Chaiya National Museum
Located at Wat Phra Boromathat Chaiya, Tambon Wiang, Amphoe Chaiya. It is a historical and archaeological museum. The first building puts on exhibition stone and bronze sculptures discovered in the ancient city of Chaiya, for example, sculptures of the God Vishnu and Bohdisattva Avalokitesvara. The second building exhibits artifacts of protohistoric down to historic periods from Dvaravati, Srivijaya, Lop Buri, Sukhothai to Ayutthaya. Art objects and several other crafts are also displayed here. Chaiya National Museum is open daily between 09.00-16.00 hrs. except for Mondays and Tuesdays. Admission is 10 Baht each.
Suan Mokkha Phalaram
This is otherwise known as Wat Than Nam Lai (Monastery of Flowing Water), a monastic community located in a beautiful and peaceful natural park where Buddhists go for meditation practice. There are several teaching pavilions which many paintings and poems illustrating moral teachings known in Thai as "Entertainment Houses for the Soul".

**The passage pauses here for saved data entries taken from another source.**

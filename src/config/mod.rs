//! Configuration management subsystem.
//!
//! # Data Flow
//! ```text
//! built-in defaults (ResolvedConfig::default)
//!     → loader.rs   config file  → ConfigTree (Source::File)
//!     → env.rs      INDEXD_*     → ConfigTree (Source::Environment)
//!     → flags.rs    --a.b value  → ConfigTree (Source::Flag)
//!     → resolver.rs field-by-field precedence merge
//!     → validation.rs (semantic checks)
//!     → ResolvedConfig (validated, immutable)
//!     → shared via Arc with the server process
//! ```
//!
//! # Design Decisions
//! - Config is immutable once resolved; changes require a fresh resolution
//!   and a fresh server process
//! - Every source is decoded into the same tree shape, so the resolver has
//!   one code path for all of them
//! - Decoding errors name the field and the source that supplied the value

pub mod duration;
pub mod env;
pub mod error;
pub mod field;
pub mod flags;
pub mod loader;
pub mod resolver;
pub mod schema;
pub mod tree;
pub mod validation;

pub use duration::{parse_duration, DurationError};
pub use env::EnvOverlay;
pub use error::{ConfigError, ConfigResult};
pub use field::Field;
pub use flags::ConfigFlags;
pub use loader::{load_file, ConfigLoader};
pub use resolver::{resolve, resolve_layers};
pub use schema::{AntiEntropyConfig, ClusterConfig, PluginsConfig, ProfileConfig, ResolvedConfig};
pub use tree::{ConfigTree, Source};
pub use validation::{validate_config, ValidationError};
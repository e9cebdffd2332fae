//! Structured logging.
//!
//! # Responsibilities
//! - Install the global `tracing` subscriber for the binary
//! - Pick the level from `RUST_LOG`, falling back to the resolved `log-level`
//!
//! # Design Decisions
//! - Library code only emits events; only the binary installs a subscriber
//! - `try_init` so repeated initialization (tests, embedding) is an error,
//!   not a panic

use tracing_subscriber::util::TryInitError;
use tracing_subscriber::{layer::SubscriberExt, util::SubscriberInitExt, EnvFilter};

/// Filter used when `RUST_LOG` is not set.
pub fn default_directive(level: &str) -> String {
    format!("indexd={level}")
}

/// Install a fmt subscriber filtered by `RUST_LOG` or `level`.
pub fn init(level: &str) -> Result<(), TryInitError> {
    let filter = EnvFilter::try_from_default_env()
        .unwrap_or_else(|_| EnvFilter::new(default_directive(level)));

    tracing_subscriber::registry()
        .with(filter)
        .with(tracing_subscriber::fmt::layer())
        .try_init()
}
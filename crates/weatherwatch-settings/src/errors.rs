//! Settings error types.

use std::path::PathBuf;

use thiserror::Error;

/// Why a settings file, override, or merged value was rejected.
#[derive(Debug, Error)]
pub enum SettingsError {
    #[error("cannot read settings file {}: {source}", path.display())]
    Read {
        path: PathBuf,
        #[source]
        source: std::io::Error,
    },
    #[error("settings file {} is not valid JSON: {source}", path.display())]
    Parse {
        path: PathBuf,
        #[source]
        source: serde_json::Error,
    },
    /// The merged document no longer matches the settings schema, e.g. a
    /// string where a port number belongs.
    #[error("settings do not match the schema: {0}")]
    Schema(#[from] serde_json::Error),
    /// A well-formed value the service cannot run with.
    #[error("{key} {reason}")]
    Invalid { key: &'static str, reason: String },
    #[error("unknown weather source \"{0}\" (expected \"simulated\" or \"http\")")]
    UnknownSourceKind(String),
}

impl SettingsError {
    pub(crate) fn invalid(key: &'static str, reason: impl Into<String>) -> Self {
        Self::Invalid {
            key,
            reason: reason.into(),
        }
    }

    /// Settings key at fault, where one can be named.
    pub fn key(&self) -> Option<&'static str> {
        match self {
            Self::Invalid { key, .. } => Some(key),
            Self::UnknownSourceKind(_) => Some("source.kind"),
            _ => None,
        }
    }
}

/// Result type for settings operations.
pub type Result<T> = std::result::Result<T, SettingsError>;
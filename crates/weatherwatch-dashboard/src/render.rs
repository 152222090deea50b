//! Plain-text rendering of the dashboard for the terminal watcher.

use std::fmt::Write;

use crate::state::DashboardState;

pub fn render(state: &DashboardState) -> String {
    let mut out = String::new();
    let status = if state.connected_to_server {
        "connected"
    } else {
        "waiting for server"
    };
    let _ = writeln!(
        out,
        "[{status}] {} locations available, {} monitored",
        state.sorted_locations.len(),
        state.weather_data_map.len()
    );

    let mut keys: Vec<&String> = state.weather_data_map.keys().collect();
    keys.sort();
    for key in keys {
        let info = &state.weather_data_map[key];
        let _ = write!(out, "  {key}:");
        match info.latest() {
            Some(latest) => {
                if info.monitor_rainfall {
                    match &latest.rainfall_data {
                        Some(r) => {
                            let _ = write!(out, " rain {:.1} mm", r.rainfall);
                        }
                        None => out.push_str(" rain -"),
                    }
                }
                if info.monitor_temperature {
                    match &latest.temperature_data {
                        Some(t) => {
                            let _ = write!(out, " temp {:.1} C", t.temperature);
                        }
                        None => out.push_str(" temp -"),
                    }
                }
            }
            None => out.push_str(" no readings"),
        }
        if info.monitor_graph {
            let _ = write!(out, " ({} readings)", info.weather_data_list.len());
        }
        out.push('\n');
    }

    if let Some(error) = &state.last_error {
        let _ = writeln!(out, "  last error: {} ({})", error.message, error.error);
    }
    out
}
//! Dashboard-side model of a weather monitoring session.
//!
//! [`DashboardState`] keeps the sorted location list and per-location render
//! info that a frontend needs, folding in frames from one or more servers
//! (each labelled with a service prefix). [`watch`] drives it from a live
//! connection.

pub mod errors;
pub mod locations;
pub mod render;
pub mod session;
pub mod state;

pub use errors::DashboardError;
pub use locations::{prefix_location, LocationMetadata, SortedLocations};
pub use render::render;
pub use session::{watch, WatchRequest};
pub use state::{DashboardState, MonitoredLocationInformation};
use std::io;

#[derive(Debug, thiserror::Error)]
pub enum ServerError {
    #[error("failed to bind {addr}: {source}")]
    Bind {
        addr: String,
        #[source]
        source: io::Error,
    },

    #[error("invalid server config: {0}")]
    InvalidConfig(String),

    #[error(transparent)]
    Io(#[from] io::Error),
}

pub type Result<T> = std::result::Result<T, ServerError>;

#[cfg(test)]
mod tests {
    use super::*;

    #[test]
    fn bind_error_names_address() {
        let err = ServerError::Bind {
            addr: "0.0.0.0:80".into(),
            source: io::Error::new(io::ErrorKind::PermissionDenied, "denied"),
        };
        assert_eq!(err.to_string(), "failed to bind 0.0.0.0:80: denied");
    }
}
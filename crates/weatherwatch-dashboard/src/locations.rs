//! Sorted location list shared by every backend a dashboard listens to.

use std::collections::BTreeSet;

/// Key for a location as reported by one backend.
pub fn prefix_location(prefix: &str, location: &str) -> String {
    format!("{prefix}-{location}")
}

#[derive(Clone, Debug, PartialEq, Eq)]
pub struct LocationMetadata {
    pub location: String,
    /// Prefixed keys of every backend that reports this location.
    pub service_prefixes: BTreeSet<String>,
}

impl LocationMetadata {
    fn new(location: &str, prefixed: String) -> Self {
        Self {
            location: location.to_string(),
            service_prefixes: BTreeSet::from([prefixed]),
        }
    }
}

/// Strictly sorted, duplicate-free list of locations.
#[derive(Clone, Debug, Default)]
pub struct SortedLocations {
    entries: Vec<LocationMetadata>,
}

impl SortedLocations {
    pub fn new() -> Self {
        Self::default()
    }

    /// Record that `prefix` reports `location`. Returns `true` if the
    /// location was not listed before.
    pub fn insert_service_location(&mut self, prefix: &str, location: &str) -> bool {
        let prefixed = prefix_location(prefix, location);
        match self
            .entries
            .binary_search_by(|entry| entry.location.as_str().cmp(location))
        {
            Ok(index) => {
                self.entries[index].service_prefixes.insert(prefixed);
                false
            }
            Err(index) => {
                self.entries
                    .insert(index, LocationMetadata::new(location, prefixed));
                true
            }
        }
    }

    /// Forget everything `prefix` reported. Locations no backend reports
    /// any more are dropped.
    pub fn remove_service(&mut self, prefix: &str) {
        for entry in &mut self.entries {
            let prefixed = prefix_location(prefix, &entry.location);
            entry.service_prefixes.remove(&prefixed);
        }
        self.entries.retain(|entry| !entry.service_prefixes.is_empty());
    }

    pub fn get(&self, location: &str) -> Option<&LocationMetadata> {
        self.entries
            .binary_search_by(|entry| entry.location.as_str().cmp(location))
            .ok()
            .map(|index| &self.entries[index])
    }

    pub fn iter(&self) -> impl Iterator<Item = &LocationMetadata> {
        self.entries.iter()
    }

    pub fn len(&self) -> usize {
        self.entries.len()
    }

    pub fn is_empty(&self) -> bool {
        self.entries.is_empty()
    }
}
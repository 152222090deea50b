use std::sync::Arc;

use async_trait::async_trait;
use chrono::Utc;
use parking_lot::Mutex;
use rand::rngs::StdRng;
use rand::{Rng, SeedableRng};

use weatherwatch_core::client::{WeatherClient, WeatherClientFactory};
use weatherwatch_core::errors::WeatherError;
use weatherwatch_core::model::{RainfallData, TemperatureData};

/// Stations served by the simulated source.
pub const VICTORIAN_LOCATIONS: &[&str] = &[
    "Ballarat",
    "Bendigo",
    "Cape Otway",
    "Geelong",
    "Hamilton",
    "Horsham",
    "Melbourne",
    "Melbourne Airport",
    "Mildura",
    "Mount Buller",
    "Sale",
    "Shepparton",
    "Wangaratta",
    "Warrnambool",
];

/// Offline weather source producing random but plausible readings.
pub struct SimulatedWeatherClient {
    locations: Vec<String>,
    rng: Mutex<StdRng>,
}

impl SimulatedWeatherClient {
    pub fn new(seed: Option<u64>) -> Self {
        Self::with_locations(VICTORIAN_LOCATIONS.iter().map(|s| s.to_string()).collect(), seed)
    }

    pub fn with_locations(locations: Vec<String>, seed: Option<u64>) -> Self {
        let rng = match seed {
            Some(seed) => StdRng::seed_from_u64(seed),
            None => StdRng::from_entropy(),
        };
        Self {
            locations,
            rng: Mutex::new(rng),
        }
    }

    fn ensure_known(&self, location: &str) -> Result<(), WeatherError> {
        if self.locations.iter().any(|l| l == location) {
            Ok(())
        } else {
            Err(WeatherError::UnknownLocation(location.to_string()))
        }
    }
}

fn round1(value: f64) -> f64 {
    (value * 10.0).round() / 10.0
}

#[async_trait]
impl WeatherClient for SimulatedWeatherClient {
    fn name(&self) -> &str {
        "simulated"
    }

    async fn retrieve_locations(&self) -> Result<Vec<String>, WeatherError> {
        Ok(self.locations.clone())
    }

    async fn retrieve_rainfall(&self, location: &str) -> Result<RainfallData, WeatherError> {
        self.ensure_known(location)?;
        let mut rng = self.rng.lock();
        // Most readings are dry.
        let rainfall = if rng.gen_bool(0.3) {
            round1(rng.gen_range(0.2..25.0))
        } else {
            0.0
        };
        Ok(RainfallData {
            rainfall,
            timestamp: Utc::now(),
        })
    }

    async fn retrieve_temperature(&self, location: &str) -> Result<TemperatureData, WeatherError> {
        self.ensure_known(location)?;
        let temperature = round1(self.rng.lock().gen_range(4.0..38.0));
        Ok(TemperatureData {
            temperature,
            timestamp: Utc::now(),
        })
    }
}

pub struct SimulatedWeatherClientFactory {
    seed: Option<u64>,
}

impl SimulatedWeatherClientFactory {
    pub fn new(seed: Option<u64>) -> Self {
        Self { seed }
    }
}

#[async_trait]
impl WeatherClientFactory for SimulatedWeatherClientFactory {
    async fn create_weather_client(&self) -> Result<Arc<dyn WeatherClient>, WeatherError> {
        tracing::info!(seeded = self.seed.is_some(), "simulated weather client created");
        Ok(Arc::new(SimulatedWeatherClient::new(self.seed)))
    }
}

Khao Thaphet Wildlife and Nature
Nam Tok Wiphawadi
or Nam Tok Ban Nai
or Chieo Lan Dam
Khlong Yan Wildlife
Mu Koh Angthong
Koh Tae Nai
Koh Tao and
Koh Nang Yuan
& events what's happening on the local scene
This annual fair is held in August. The first rambutan tree was planted in Surat Thani in 1926, and this fair celebrates the delicious fruit, which now grows widely in the area. Highlights include exhibitions of local products and ornamental plants, floats adorned with rambutan and other fruits, and demonstrations of trained monkeys who harvest coconuts.
Chak Phra Festival
This festival is held in October every year. Surat Thani celebrates the official end of the annual 3-month Buddhist Rains retreat (Phansa) with the Chak Phra Festival (literally ‘the procession of hauling the Buddha image'). The tradition stems from the belief that the Buddha ascended to Heaven during Phansa to preach to his mother. The festival marks the Buddha's return to Earth, and is an occasion for religious merit-making and general celebrations. Local people organise dazzling land and waterborne processions of revered Buddha images (to symbolise the Buddha's return to Earth) and boat races on the Tapi River where long boats, each manned by up to 50 oarsmen, are ebulliently raced. Religious devotion, spectacle and merriment combine to make Surat Thani's Chak Phra Festival a memorable annual event.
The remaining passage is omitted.